In our study, no correlation was found between prostate volume and PSA levels in carcinoma of the prostate. Kuriyama et al  also do not support any correlation of PSA with volume of prostate in carcinoma.
The concept of PSAD developed by Benson et al , postulates that malignant cells produce more PSA per gram of tissue than normal or hyperplasic cells. In 1992, Benson et al released results of two studies applying PSAD. , A total of 61 patients, 41 with carcinoma and 20 with BPH were taken. Mean PSAD was 0.581 for carcinoma of the prostate group and 0.044 for BPH group, which were statistically significant. The use of PSAD further improved the diagnostic value of PSA. PSAD increased predictability of detecting carcinoma and was found to be superior to PSA alone in detecting carcinoma in males with no palpable abnormality of prostate. However, the value of PSAD in early diagnosis of carcinoma of the prostate has been questioned by Thon et al. 

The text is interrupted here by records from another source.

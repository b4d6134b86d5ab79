// SPDX-License-Identifier: MPL-2.0
//! Year picker panel listing every year with artwork.

use crate::calendar::SUPPORTED_YEARS;
use crate::i18n::I18n;
use crate::ui::design_tokens::{sizing, spacing, typography};
use crate::ui::styles;
use crate::ui::viewer::component::Message;
use iced::widget::{button, Column, Container, Row, Text};
use iced::{Alignment, Element, Length};

/// Years per row.
const COLUMNS: usize = 3;

pub struct ViewContext<'a> {
    pub i18n: &'a I18n,
    pub selected_year: i32,
}

pub fn view<'a>(ctx: ViewContext<'a>) -> Element<'a, Message> {
    let title = Text::new(ctx.i18n.tr("year-picker-title")).size(typography::TITLE_SM);

    let mut grid = Column::new().spacing(spacing::XS);
    for chunk in SUPPORTED_YEARS.chunks(COLUMNS) {
        let row = chunk.iter().fold(Row::new().spacing(spacing::XS), |row, &year| {
            let style = if year == ctx.selected_year {
                styles::button::selected
            } else {
                styles::button::unselected
            };
            row.push(
                button(
                    Text::new(year.to_string())
                        .size(typography::TITLE_SM)
                        .width(Length::Fill)
                        .align_x(Alignment::Center),
                )
                .width(Length::Fill)
                .on_press(Message::SelectYear(year))
                .style(style),
            )
        });
        grid = grid.push(row);
    }

    let close = button(Text::new(ctx.i18n.tr("close-button")))
        .on_press(Message::CloseOverlay)
        .style(styles::button::link);

    Container::new(
        Column::new()
            .spacing(spacing::MD)
            .align_x(Alignment::Center)
            .push(title)
            .push(grid)
            .push(close),
    )
    .width(Length::Fixed(sizing::PANEL_WIDTH))
    .padding(spacing::LG)
    .style(styles::container::panel)
    .into()
}
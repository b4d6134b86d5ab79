// SPDX-License-Identifier: MPL-2.0
//! Month descriptors and the fixed month table shared by every year.

/// Id of the 13th entry, the "Tithi Darpan" index page.
pub const INDEX_PAGE_ID: u8 = 13;

/// Number of pages per calendar year (12 months + the index page).
pub const PAGES_PER_YEAR: usize = 13;

/// Position of the index page inside a year's page list.
pub const INDEX_PAGE_POSITION: usize = PAGES_PER_YEAR - 1;

/// Static naming data for one calendar page.
#[derive(Debug, Clone, Copy, PartialEq, Eq)]
pub struct MonthInfo {
    pub id: u8,
    pub name: &'static str,
    pub localized_name: &'static str,
    /// File-name code used by the image archive.
    pub short_code: &'static str,
}

impl MonthInfo {
    /// Returns whether this entry is the single-image index page.
    #[must_use]
    pub fn is_index_page(&self) -> bool {
        self.id == INDEX_PAGE_ID
    }
}

/// Pages in display order: January to December, then the index page.
pub const MONTHS: [MonthInfo; PAGES_PER_YEAR] = [
    MonthInfo { id: 1, name: "January", localized_name: "जनवरी", short_code: "jan" },
    MonthInfo { id: 2, name: "February", localized_name: "फरवरी", short_code: "feb" },
    MonthInfo { id: 3, name: "March", localized_name: "मार्च", short_code: "march" },
    MonthInfo { id: 4, name: "April", localized_name: "अप्रैल", short_code: "april" },
    MonthInfo { id: 5, name: "May", localized_name: "मई", short_code: "may" },
    MonthInfo { id: 6, name: "June", localized_name: "जून", short_code: "june" },
    MonthInfo { id: 7, name: "July", localized_name: "जुलाई", short_code: "july" },
    MonthInfo { id: 8, name: "August", localized_name: "अगस्त", short_code: "aug" },
    MonthInfo { id: 9, name: "September", localized_name: "सितंबर", short_code: "sep" },
    MonthInfo { id: 10, name: "October", localized_name: "अक्टूबर", short_code: "oct" },
    MonthInfo { id: 11, name: "November", localized_name: "नवंबर", short_code: "nov" },
    MonthInfo { id: 12, name: "December", localized_name: "दिसंबर", short_code: "dec" },
    MonthInfo {
        id: INDEX_PAGE_ID,
        name: "Tithi Darpan",
        localized_name: "तिथि दर्पण",
        short_code: "tithi-darpan",
    },
];

/// One calendar page of a given year with its image references.
///
/// Built fresh by [`crate::calendar::months_for_year`] and never mutated.
#[derive(Debug, Clone, PartialEq, Eq)]
pub struct MonthDescriptor {
    pub id: u8,
    pub name: &'static str,
    pub localized_name: &'static str,
    pub image_url: String,
    /// Absent for the index page.
    pub back_image_url: Option<String>,
}

impl MonthDescriptor {
    /// URL to render for the back face. Falls back to the front image when
    /// the page has no back side.
    #[must_use]
    pub fn back_or_front_url(&self) -> &str {
        self.back_image_url.as_deref().unwrap_or(&self.image_url)
    }

    /// Returns whether this page can be flipped to a back face.
    #[must_use]
    pub fn has_back(&self) -> bool {
        self.back_image_url.is_some()
    }

    #[must_use]
    pub fn is_index_page(&self) -> bool {
        self.id == INDEX_PAGE_ID
    }
}

#[cfg(test)]
mod tests {
    use super::*;

    #[test]
    fn month_table_is_in_calendar_order() {
        for (position, month) in MONTHS.iter().enumerate() {
            assert_eq!(usize::from(month.id), position + 1);
        }
        assert!(MONTHS[INDEX_PAGE_POSITION].is_index_page());
    }

    #[test]
    fn back_url_falls_back_to_front() {
        let descriptor = MonthDescriptor {
            id: INDEX_PAGE_ID,
            name: "Tithi Darpan",
            localized_name: "तिथि दर्पण",
            image_url: "front.jpg".to_string(),
            back_image_url: None,
        };
        assert_eq!(descriptor.back_or_front_url(), "front.jpg");
        assert!(!descriptor.has_back());
    }
}
// SPDX-License-Identifier: MPL-2.0
//! Navigation sub-component: fade-out, page swap, fade-in.
//!
//! Requests arriving while a fade is running are coalesced into the pending
//! target instead of queueing another fade. Relative requests accumulate
//! from the pending target, so three quick "next" presses land three pages
//! ahead after a single fade.

use crate::calendar::CalendarPosition;
use crate::config::FADE_DURATION_MS;
use crate::ui::animation::{Easing, Generation, Tween};
use std::time::{Duration, Instant};

/// Where a navigation request wants to go.
#[derive(Debug, Clone, Copy, PartialEq, Eq)]
pub enum Request {
    Next,
    Previous,
    /// An absolute page (today, or January of a selected year).
    Jump(CalendarPosition),
}

impl Request {
    fn resolve(self, from: CalendarPosition) -> CalendarPosition {
        match self {
            Request::Next => from.next(),
            Request::Previous => from.previous(),
            Request::Jump(target) => target,
        }
    }
}

#[derive(Debug, Clone, Copy, PartialEq)]
enum Fade {
    Idle,
    Out { tween: Tween, generation: Generation },
    In { tween: Tween, generation: Generation },
}

/// Navigation sub-component state.
#[derive(Debug, Clone, PartialEq)]
pub struct State {
    position: CalendarPosition,
    pending: Option<CalendarPosition>,
    fade: Fade,
    generation: Generation,
}

/// Messages for the navigation sub-component.
#[derive(Debug, Clone, Copy)]
pub enum Message {
    Navigate { request: Request, now: Instant },
    Tick(Instant),
}

/// Effects produced by navigation changes.
#[derive(Debug, Clone, Copy, PartialEq, Eq)]
pub enum Effect {
    None,
    /// The page is fully faded out and the position changed; the caller
    /// resets zoom and flip and starts loading the new page.
    Swapped {
        position: CalendarPosition,
        generation: Generation,
    },
    /// The new page finished fading in.
    Settled,
}

impl State {
    #[must_use]
    pub fn new(position: CalendarPosition) -> Self {
        Self {
            position,
            pending: None,
            fade: Fade::Idle,
            generation: Generation::default(),
        }
    }

    /// Handle a navigation message.
    pub fn handle(&mut self, msg: Message) -> Effect {
        match msg {
            Message::Navigate { request, now } => {
                self.request(request, now);
                Effect::None
            }
            Message::Tick(now) => self.tick(now),
        }
    }

    fn request(&mut self, request: Request, now: Instant) {
        let base = self.pending.unwrap_or(self.position);
        let target = request.resolve(base);

        match self.fade {
            Fade::Out { .. } => {
                // Keep fading from wherever the opacity is.
                self.pending = Some(target);
            }
            Fade::In { .. } | Fade::Idle => {
                if target == self.position {
                    return;
                }
                let opacity = self.opacity(now);
                let generation = self.generation.bump();
                self.pending = Some(target);
                self.fade = Fade::Out {
                    tween: fade_tween(opacity, 0.0, now),
                    generation,
                };
                tracing::debug!(
                    year = target.year,
                    month_index = target.month_index,
                    generation = generation.value(),
                    "Navigation started"
                );
            }
        }
    }

    fn tick(&mut self, now: Instant) -> Effect {
        match self.fade {
            Fade::Idle => Effect::None,
            Fade::Out { tween, generation } => {
                if generation != self.generation || !tween.is_finished(now) {
                    return Effect::None;
                }
                let Some(target) = self.pending.take() else {
                    self.fade = Fade::In {
                        tween: fade_tween(0.0, 1.0, now),
                        generation,
                    };
                    return Effect::None;
                };
                self.position = target;
                self.fade = Fade::In {
                    tween: fade_tween(0.0, 1.0, now),
                    generation,
                };
                tracing::info!(
                    year = target.year,
                    month_index = target.month_index,
                    "Showing calendar page"
                );
                Effect::Swapped {
                    position: target,
                    generation,
                }
            }
            Fade::In { tween, generation } => {
                if generation != self.generation || !tween.is_finished(now) {
                    return Effect::None;
                }
                self.fade = Fade::Idle;
                Effect::Settled
            }
        }
    }

    /// The page currently on screen.
    #[must_use]
    pub fn position(&self) -> CalendarPosition {
        self.position
    }

    /// Where the running fade is heading, if it has not swapped yet.
    #[must_use]
    pub fn pending(&self) -> Option<CalendarPosition> {
        self.pending
    }

    /// Opacity of the page at `now`.
    #[must_use]
    pub fn opacity(&self, now: Instant) -> f32 {
        match self.fade {
            Fade::Idle => 1.0,
            Fade::Out { tween, .. } | Fade::In { tween, .. } => tween.value(now),
        }
    }

    #[must_use]
    pub fn is_animating(&self) -> bool {
        !matches!(self.fade, Fade::Idle)
    }

    #[must_use]
    pub fn generation(&self) -> Generation {
        self.generation
    }
}

/// A fade covering `from → to`; partial fades take proportionally less time.
fn fade_tween(from: f32, to: f32, now: Instant) -> Tween {
    let full = Duration::from_millis(FADE_DURATION_MS);
    let span = (to - from).abs();
    let duration = if span >= 1.0 {
        full
    } else {
        full.mul_f32(span)
    };
    Tween::new(from, to, now, duration, Easing::Ease)
}

#[cfg(test)]
mod tests {
    use super::*;
    use crate::calendar::INDEX_PAGE_POSITION;
    use crate::test_utils::assert_abs_diff_eq;

    const FADE: Duration = Duration::from_millis(FADE_DURATION_MS);

    fn navigate(state: &mut State, request: Request, now: Instant) {
        state.handle(Message::Navigate { request, now });
    }

    #[test]
    fn next_fades_out_swaps_and_fades_in() {
        let start = Instant::now();
        let mut state = State::new(CalendarPosition::new(2025, 3));

        navigate(&mut state, Request::Next, start);
        assert!(state.is_animating());
        assert_eq!(state.position(), CalendarPosition::new(2025, 3));

        let effect = state.handle(Message::Tick(start + FADE));
        assert!(matches!(
            effect,
            Effect::Swapped { position, .. } if position == CalendarPosition::new(2025, 4)
        ));
        assert_abs_diff_eq!(state.opacity(start + FADE), 0.0);

        let effect = state.handle(Message::Tick(start + FADE * 2));
        assert_eq!(effect, Effect::Settled);
        assert!(!state.is_animating());
        assert_abs_diff_eq!(state.opacity(start + FADE * 2), 1.0);
    }

    #[test]
    fn rapid_requests_accumulate_into_one_fade() {
        let start = Instant::now();
        let mut state = State::new(CalendarPosition::new(2025, 10));

        navigate(&mut state, Request::Next, start);
        let generation = state.generation();
        navigate(&mut state, Request::Next, start + Duration::from_millis(20));
        navigate(&mut state, Request::Next, start + Duration::from_millis(40));

        assert_eq!(state.generation(), generation);
        assert_eq!(state.pending(), Some(CalendarPosition::start_of(2026)));

        let effect = state.handle(Message::Tick(start + FADE));
        assert!(matches!(
            effect,
            Effect::Swapped { position, .. } if position == CalendarPosition::start_of(2026)
        ));
    }

    #[test]
    fn request_during_fade_in_resumes_from_current_opacity() {
        let start = Instant::now();
        let mut state = State::new(CalendarPosition::new(2025, 0));

        navigate(&mut state, Request::Next, start);
        state.handle(Message::Tick(start + FADE));

        let midway = start + FADE + FADE / 2;
        let opacity = state.opacity(midway);
        assert!(opacity > 0.0 && opacity < 1.0);

        navigate(&mut state, Request::Next, midway);
        assert_abs_diff_eq!(state.opacity(midway), opacity, epsilon = 1e-4);

        // The shorter fade-out completes before a full fade would.
        let effect = state.handle(Message::Tick(midway + FADE.mul_f32(opacity)));
        assert!(matches!(
            effect,
            Effect::Swapped { position, .. } if position == CalendarPosition::new(2025, 2)
        ));
    }

    #[test]
    fn superseded_fade_in_does_not_settle() {
        let start = Instant::now();
        let mut state = State::new(CalendarPosition::new(2025, 0));

        navigate(&mut state, Request::Next, start);
        state.handle(Message::Tick(start + FADE));
        navigate(&mut state, Request::Previous, start + FADE + Duration::from_millis(10));

        // The old fade-in would have ended here; the new fade-out is running.
        let effect = state.handle(Message::Tick(start + FADE * 2));
        assert_ne!(effect, Effect::Settled);
        assert!(state.is_animating());
    }

    #[test]
    fn previous_from_january_wraps_to_prior_index_page() {
        let start = Instant::now();
        let mut state = State::new(CalendarPosition::start_of(2025));

        navigate(&mut state, Request::Previous, start);
        state.handle(Message::Tick(start + FADE));
        assert_eq!(
            state.position(),
            CalendarPosition::new(2024, INDEX_PAGE_POSITION)
        );
    }

    #[test]
    fn jump_to_current_page_is_a_no_op() {
        let start = Instant::now();
        let position = CalendarPosition::new(2025, 5);
        let mut state = State::new(position);

        navigate(&mut state, Request::Jump(position), start);
        assert!(!state.is_animating());
    }

    #[test]
    fn jump_after_relative_requests_wins() {
        let start = Instant::now();
        let mut state = State::new(CalendarPosition::new(2025, 5));

        navigate(&mut state, Request::Next, start);
        navigate(&mut state, Request::Jump(CalendarPosition::start_of(2022)), start);
        state.handle(Message::Tick(start + FADE));
        assert_eq!(state.position(), CalendarPosition::start_of(2022));
    }
}
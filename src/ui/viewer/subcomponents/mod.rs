// SPDX-License-Identifier: MPL-2.0
//! Nested TEA sub-components for the viewer.
//!
//! Each sub-component has its own State, Message, Effect (where it reports
//! back), and handle() method. The main component.rs orchestrates them.
//!
//! ## Architecture
//!
//! ```text
//! component.rs (orchestrator)
//!     ├── navigation - Fade-out, page swap, fade-in
//!     ├── flip       - Front/back face and its slide animation
//!     ├── zoom       - Gesture state machine + spring-eased transform
//!     ├── pointer    - Raw touch/mouse input to gesture events
//!     └── loading    - Active image tracking and spinner
//! ```

pub mod flip;
pub mod loading;
pub mod navigation;
pub mod pointer;
pub mod zoom;
// SPDX-License-Identifier: MPL-2.0
//! Zoom, pan and swipe recognition as a pure state machine.
//!
//! [`apply_gesture`] folds one pointer event into a [`GestureState`] and
//! reports what the viewer should do about it. The state machine never
//! touches the clock or the window; timestamps and the viewport arrive with
//! the event and its [`GestureContext`].
//!
//! Two transforms are kept: the *committed* one is the baseline a new pinch
//! starts from, the *live* one is what the page should currently show. They
//! only differ while a pinch or drag is in progress.

use crate::ui::state::drag::DragState;
use crate::ui::state::swipe::{classify_swipe, SwipeDirection};
use crate::ui::state::tap::TapDetector;
use crate::ui::state::viewport::ViewportState;
use crate::ui::state::zoom::{ZoomScale, ZoomStep, SNAP_BACK_SCALE};
use iced::{Point, Vector};
use std::time::Instant;

/// Scale and pan of the page.
#[derive(Debug, Clone, Copy, PartialEq)]
pub struct Transform {
    pub scale: ZoomScale,
    pub pan: Vector,
}

impl Transform {
    pub const IDENTITY: Self = Self {
        scale: ZoomScale::IDENTITY,
        pan: Vector::new(0.0, 0.0),
    };

    #[must_use]
    pub fn is_identity(&self) -> bool {
        self.scale.is_min() && self.pan == Vector::new(0.0, 0.0)
    }

    /// Returns whether the page is magnified.
    #[must_use]
    pub fn is_zoomed(&self) -> bool {
        !self.scale.is_min()
    }

    /// Sets the scale, resetting pan at identity and re-clamping it otherwise.
    fn rescaled(self, scale: ZoomScale, viewport: &ViewportState) -> Self {
        if scale.is_min() {
            Self::IDENTITY
        } else {
            Self {
                scale,
                pan: viewport.clamp_pan(self.pan, scale),
            }
        }
    }

    /// Applies the release rule: nearly un-zoomed snaps back to identity.
    fn settled(self) -> Self {
        if self.scale.below_snap_threshold() {
            Self::IDENTITY
        } else {
            self
        }
    }
}

impl Default for Transform {
    fn default() -> Self {
        Self::IDENTITY
    }
}

/// What the pointer is currently doing.
#[derive(Debug, Clone, Copy, PartialEq, Default)]
pub enum Phase {
    #[default]
    Idle,
    /// One pointer is down.
    Dragging(DragState),
    /// Two pointers are down.
    Pinching {
        initial_distance: f32,
        base_scale: ZoomScale,
    },
    /// A double tap was recognised; the rest of the press is ignored.
    Consumed,
}

#[derive(Debug, Clone, Copy, PartialEq, Default)]
pub struct GestureState {
    pub committed: Transform,
    pub live: Transform,
    pub phase: Phase,
    taps: TapDetector,
}
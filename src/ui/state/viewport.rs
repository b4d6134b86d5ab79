// SPDX-License-Identifier: MPL-2.0
//! Viewport state management
//!
//! Holds the size of the image area and clamps pan offsets to it. A page
//! zoomed by `s` overflows the area by `axis · (s − 1)`, so each axis may be
//! panned by half of that in either direction.

use crate::config::IMAGE_AREA_HEIGHT_RATIO;
use crate::ui::state::zoom::ZoomScale;
use iced::{Size, Vector};

/// Size of the area the page is panned within.
#[derive(Debug, Clone, Copy, PartialEq)]
pub struct ViewportState {
    pub width: f32,
    pub height: f32,
}

impl Default for ViewportState {
    fn default() -> Self {
        Self::from_window(Size::new(1024.0, 768.0))
    }
}

impl ViewportState {
    #[must_use]
    pub fn new(width: f32, height: f32) -> Self {
        Self {
            width: width.max(0.0),
            height: height.max(0.0),
        }
    }

    /// Image area of a window: the full width and a fixed share of the height.
    #[must_use]
    pub fn from_window(size: Size) -> Self {
        Self::new(size.width, size.height * IMAGE_AREA_HEIGHT_RATIO)
    }

    /// Largest pan offset per axis at `scale`.
    #[must_use]
    pub fn pan_bound(&self, scale: ZoomScale) -> Vector {
        let overflow = scale.value() - 1.0;
        Vector::new(self.width * overflow / 2.0, self.height * overflow / 2.0)
    }

    /// Clamps each axis of `pan` into `±pan_bound(scale)`.
    #[must_use]
    pub fn clamp_pan(&self, pan: Vector, scale: ZoomScale) -> Vector {
        let bound = self.pan_bound(scale);
        Vector::new(pan.x.clamp(-bound.x, bound.x), pan.y.clamp(-bound.y, bound.y))
    }
}
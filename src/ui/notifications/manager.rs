// SPDX-License-Identifier: MPL-2.0
//! Notification lifecycle management.
//!
//! The `Manager` limits the number of visible toasts and drops them once
//! they expire.

use super::notification::{Notification, NotificationId};
use std::collections::VecDeque;
use std::time::Instant;

/// Maximum number of notifications visible at once.
const MAX_VISIBLE: usize = 3;

/// Messages for notification state changes.
#[derive(Debug, Clone)]
pub enum Message {
    Dismiss(NotificationId),
}

#[derive(Debug, Default)]
pub struct Manager {
    /// Currently visible notifications (newest first).
    visible: VecDeque<Notification>,
    /// Waiting for a free slot.
    queue: VecDeque<Notification>,
}

impl Manager {
    #[must_use]
    pub fn new() -> Self {
        Self::default()
    }

    /// Shows `notification` now, or queues it when all slots are taken.
    pub fn push(&mut self, notification: Notification) {
        tracing::debug!(key = notification.message_key(), "Notification pushed");
        if self.visible.len() < MAX_VISIBLE {
            self.visible.push_front(notification);
        } else {
            self.queue.push_back(notification);
        }
    }

    /// Returns `true` if the notification was found and removed.
    pub fn dismiss(&mut self, id: NotificationId) -> bool {
        if let Some(pos) = self.visible.iter().position(|n| n.id() == id) {
            self.visible.remove(pos);
            self.promote_from_queue();
            return true;
        }
        if let Some(pos) = self.queue.iter().position(|n| n.id() == id) {
            self.queue.remove(pos);
            return true;
        }
        false
    }

    /// Drops expired notifications.
    pub fn tick(&mut self, now: Instant) {
        let expired: Vec<NotificationId> = self
            .visible
            .iter()
            .filter(|n| n.is_expired(now))
            .map(Notification::id)
            .collect();
        for id in expired {
            self.dismiss(id);
        }
    }

    pub fn handle_message(&mut self, message: &Message) {
        match message {
            Message::Dismiss(id) => {
                self.dismiss(*id);
            }
        }
    }

    pub fn visible(&self) -> impl Iterator<Item = &Notification> {
        self.visible.iter()
    }

    #[must_use]
    pub fn has_notifications(&self) -> bool {
        !self.visible.is_empty() || !self.queue.is_empty()
    }

    fn promote_from_queue(&mut self) {
        while self.visible.len() < MAX_VISIBLE {
            match self.queue.pop_front() {
                Some(next) => self.visible.push_back(next),
                None => break,
            }
        }
    }
}
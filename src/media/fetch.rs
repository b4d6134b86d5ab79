// SPDX-License-Identifier: MPL-2.0
//! Downloading calendar artwork over HTTPS.

use crate::config::{MAX_DOWNLOAD_BYTES, USER_AGENT};
use crate::error::{Error, NetworkError, Result};
use crate::media::ImageData;
use futures_util::StreamExt;
use std::time::Duration;

/// Builds the HTTP client shared by every download.
pub fn build_client(timeout: Duration) -> Result<reqwest::Client> {
    let client = reqwest::Client::builder()
        .redirect(reqwest::redirect::Policy::limited(10))
        .user_agent(USER_AGENT)
        .timeout(timeout)
        .build()?;
    Ok(client)
}

/// Downloads `url` into memory, refusing bodies larger than `limit_bytes`.
pub async fn fetch_bytes(client: &reqwest::Client, url: &str, limit_bytes: u64) -> Result<Vec<u8>> {
    let response = client.get(url).send().await?;

    let status = response.status();
    if !status.is_success() {
        return Err(NetworkError::Status(status.as_u16()).into());
    }

    if response.content_length().is_some_and(|len| len > limit_bytes) {
        return Err(NetworkError::TooLarge { limit_bytes }.into());
    }

    let mut body = Vec::with_capacity(response.content_length().unwrap_or(0) as usize);
    let mut stream = response.bytes_stream();

    while let Some(chunk) = stream.next().await {
        let chunk = chunk?;
        if body.len() as u64 + chunk.len() as u64 > limit_bytes {
            return Err(NetworkError::TooLarge { limit_bytes }.into());
        }
        body.extend_from_slice(&chunk);
    }

    Ok(body)
}

/// Downloads and decodes one image.
///
/// Returns the URL alongside the result so the caller can match it against
/// the image it is currently waiting for.
pub async fn load_image(client: reqwest::Client, url: String) -> (String, Result<ImageData>) {
    let result = match fetch_bytes(&client, &url, MAX_DOWNLOAD_BYTES).await {
        Ok(bytes) => ImageData::from_encoded(bytes),
        Err(err) => Err(err),
    };

    match &result {
        Ok(image) => {
            tracing::debug!(%url, width = image.width, height = image.height, "Image downloaded");
        }
        Err(err) => tracing::debug!(%url, %err, "Image download failed"),
    }

    (url, result)
}

/// Returns the i18n key describing why an image could not be shown.
#[must_use]
pub fn failure_message_key(err: &Error) -> &'static str {
    match err {
        Error::Network(network) => network.i18n_key(),
        _ => "error-image-decode",
    }
}

#[cfg(test)]
mod tests {
    use super::*;
    use crate::media::image::encode_test_png;
    use tokio::io::{AsyncReadExt, AsyncWriteExt};
    use tokio::net::TcpListener;

    /// Serves a single canned HTTP response and returns its URL.
    async fn serve_once(status_line: &'static str, body: Vec<u8>) -> String {
        let listener = TcpListener::bind("127.0.0.1:0").await.expect("bind");
        let addr = listener.local_addr().expect("local addr");

        tokio::spawn(async move {
            let (mut socket, _) = listener.accept().await.expect("accept");
            let mut request = [0u8; 1024];
            let _ = socket.read(&mut request).await;
            let header = format!(
                "HTTP/1.1 {status_line}\r\ncontent-length: {}\r\nconnection: close\r\n\r\n",
                body.len()
            );
            socket.write_all(header.as_bytes()).await.expect("write header");
            socket.write_all(&body).await.expect("write body");
            socket.shutdown().await.ok();
        });

        format!("http://{addr}/calender-2025/jan-2025-front.jpg")
    }

    /// Talks to the local server directly, ignoring any proxy in the environment.
    fn client() -> reqwest::Client {
        reqwest::Client::builder()
            .no_proxy()
            .user_agent(USER_AGENT)
            .timeout(Duration::from_secs(5))
            .build()
            .expect("client")
    }

    #[tokio::test]
    async fn load_image_returns_dimensions() {
        let url = serve_once("200 OK", encode_test_png(4, 6)).await;
        let (returned_url, result) = load_image(client(), url.clone()).await;

        assert_eq!(returned_url, url);
        let image = result.expect("image loads");
        assert_eq!((image.width, image.height), (4, 6));
    }

    #[tokio::test]
    async fn non_success_status_is_reported() {
        let url = serve_once("404 Not Found", b"missing".to_vec()).await;
        let (_, result) = load_image(client(), url).await;

        assert_eq!(result.unwrap_err(), Error::Network(NetworkError::Status(404)));
    }

    #[tokio::test]
    async fn oversized_body_is_rejected() {
        let url = serve_once("200 OK", vec![0u8; 2048]).await;
        let result = fetch_bytes(&client(), &url, 1024).await;

        assert_eq!(
            result.unwrap_err(),
            Error::Network(NetworkError::TooLarge { limit_bytes: 1024 })
        );
    }

    #[tokio::test]
    async fn html_error_page_is_a_decode_failure() {
        let url = serve_once("200 OK", b"<html>oops</html>".to_vec()).await;
        let (_, result) = load_image(client(), url).await;

        let err = result.unwrap_err();
        assert_eq!(failure_message_key(&err), "error-image-decode");
    }

    #[test]
    fn client_builds_with_rustls() {
        assert!(build_client(Duration::from_secs(5)).is_ok());
    }

    #[test]
    fn failure_keys_follow_network_error() {
        assert_eq!(
            failure_message_key(&Error::Network(NetworkError::Timeout)),
            "error-image-timeout"
        );
        assert_eq!(
            failure_message_key(&Error::Network(NetworkError::Status(500))),
            "error-image-status"
        );
    }
}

In the present study, median PSAD was 0.095 for BPH group and 0.578 for carcinoma of the prostate group, which were statistically significant. PSAD was found to be better correlated with clinical stage (rs = 0.68, p<0.01) and Gleason scoring (rs = 0.89, p<0.001) as compared to PSA in carcinoma of the prostate. PSAD was found to be more predictive for histological grade for patients having Gleason score up to 6.